**ASSIGNMENT:** Wherever the word "pandas" shows up in the data, report the line it sits in.

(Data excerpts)
╭──

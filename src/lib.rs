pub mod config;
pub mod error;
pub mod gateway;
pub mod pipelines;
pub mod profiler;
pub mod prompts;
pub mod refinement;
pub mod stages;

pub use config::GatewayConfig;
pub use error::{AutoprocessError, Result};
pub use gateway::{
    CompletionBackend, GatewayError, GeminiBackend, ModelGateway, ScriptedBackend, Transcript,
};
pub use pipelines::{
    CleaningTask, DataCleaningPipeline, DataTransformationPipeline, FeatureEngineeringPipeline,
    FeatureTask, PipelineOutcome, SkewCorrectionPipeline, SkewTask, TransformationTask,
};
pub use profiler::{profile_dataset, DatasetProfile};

╰──
╭──

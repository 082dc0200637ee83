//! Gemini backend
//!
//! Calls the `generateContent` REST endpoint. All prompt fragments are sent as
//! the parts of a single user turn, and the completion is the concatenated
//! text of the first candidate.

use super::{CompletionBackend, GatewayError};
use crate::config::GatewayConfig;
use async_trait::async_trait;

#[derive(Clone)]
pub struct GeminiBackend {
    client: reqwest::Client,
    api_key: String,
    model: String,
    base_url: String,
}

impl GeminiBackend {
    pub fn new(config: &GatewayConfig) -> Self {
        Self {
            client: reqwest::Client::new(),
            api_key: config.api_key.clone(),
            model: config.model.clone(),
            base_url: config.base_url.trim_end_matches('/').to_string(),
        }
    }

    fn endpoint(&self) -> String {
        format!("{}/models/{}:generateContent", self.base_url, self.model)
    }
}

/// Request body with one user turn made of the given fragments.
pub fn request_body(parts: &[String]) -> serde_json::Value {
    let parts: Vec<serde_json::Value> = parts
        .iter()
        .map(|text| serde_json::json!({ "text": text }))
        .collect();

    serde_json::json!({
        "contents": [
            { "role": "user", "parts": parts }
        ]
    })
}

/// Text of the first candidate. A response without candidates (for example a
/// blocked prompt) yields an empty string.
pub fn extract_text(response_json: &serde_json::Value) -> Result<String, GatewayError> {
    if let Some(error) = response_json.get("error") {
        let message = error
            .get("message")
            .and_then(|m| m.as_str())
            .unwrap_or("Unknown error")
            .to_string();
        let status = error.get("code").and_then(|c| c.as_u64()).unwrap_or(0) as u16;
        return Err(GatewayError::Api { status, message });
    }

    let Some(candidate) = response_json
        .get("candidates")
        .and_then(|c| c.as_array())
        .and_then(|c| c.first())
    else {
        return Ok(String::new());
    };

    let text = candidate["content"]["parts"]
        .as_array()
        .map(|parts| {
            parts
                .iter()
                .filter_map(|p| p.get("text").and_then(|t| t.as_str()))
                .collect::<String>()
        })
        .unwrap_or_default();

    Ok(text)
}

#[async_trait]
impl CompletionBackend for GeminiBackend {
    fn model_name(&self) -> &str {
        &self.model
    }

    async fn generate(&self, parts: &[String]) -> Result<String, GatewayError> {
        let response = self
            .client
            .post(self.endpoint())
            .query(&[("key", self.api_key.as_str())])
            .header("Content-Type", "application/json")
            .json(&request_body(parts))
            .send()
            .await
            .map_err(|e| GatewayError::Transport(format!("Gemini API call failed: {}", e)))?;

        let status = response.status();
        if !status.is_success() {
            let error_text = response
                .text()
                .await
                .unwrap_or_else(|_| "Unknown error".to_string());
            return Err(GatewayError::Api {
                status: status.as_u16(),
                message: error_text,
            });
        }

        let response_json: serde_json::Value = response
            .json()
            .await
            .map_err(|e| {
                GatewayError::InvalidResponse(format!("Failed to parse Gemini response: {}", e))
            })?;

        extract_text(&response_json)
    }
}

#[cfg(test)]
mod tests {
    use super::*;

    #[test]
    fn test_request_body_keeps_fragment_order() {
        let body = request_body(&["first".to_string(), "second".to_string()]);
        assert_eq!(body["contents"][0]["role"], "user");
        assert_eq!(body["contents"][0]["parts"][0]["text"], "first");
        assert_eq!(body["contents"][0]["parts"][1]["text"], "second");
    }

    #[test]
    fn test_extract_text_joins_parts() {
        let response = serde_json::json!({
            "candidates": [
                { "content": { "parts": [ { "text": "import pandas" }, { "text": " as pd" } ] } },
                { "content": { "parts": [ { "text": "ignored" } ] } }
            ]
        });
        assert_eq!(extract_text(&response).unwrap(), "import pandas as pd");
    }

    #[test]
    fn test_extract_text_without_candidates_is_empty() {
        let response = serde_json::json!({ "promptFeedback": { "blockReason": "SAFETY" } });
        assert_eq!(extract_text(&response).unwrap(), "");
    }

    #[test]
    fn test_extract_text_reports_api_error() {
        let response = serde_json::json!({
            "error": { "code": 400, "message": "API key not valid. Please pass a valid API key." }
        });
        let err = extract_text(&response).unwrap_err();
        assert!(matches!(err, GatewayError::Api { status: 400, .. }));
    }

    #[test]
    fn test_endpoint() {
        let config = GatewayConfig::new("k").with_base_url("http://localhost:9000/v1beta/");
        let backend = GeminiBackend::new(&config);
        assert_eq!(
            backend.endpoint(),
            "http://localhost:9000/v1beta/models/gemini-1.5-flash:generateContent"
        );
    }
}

╰──

**WORKED SOLUTION:**
                { "content": { "parts": [ { "text": "import pandas" }, { "text": " as pd" } ] } },
        assert_eq!(extract_text(&response).unwrap(), "import pandas as pd");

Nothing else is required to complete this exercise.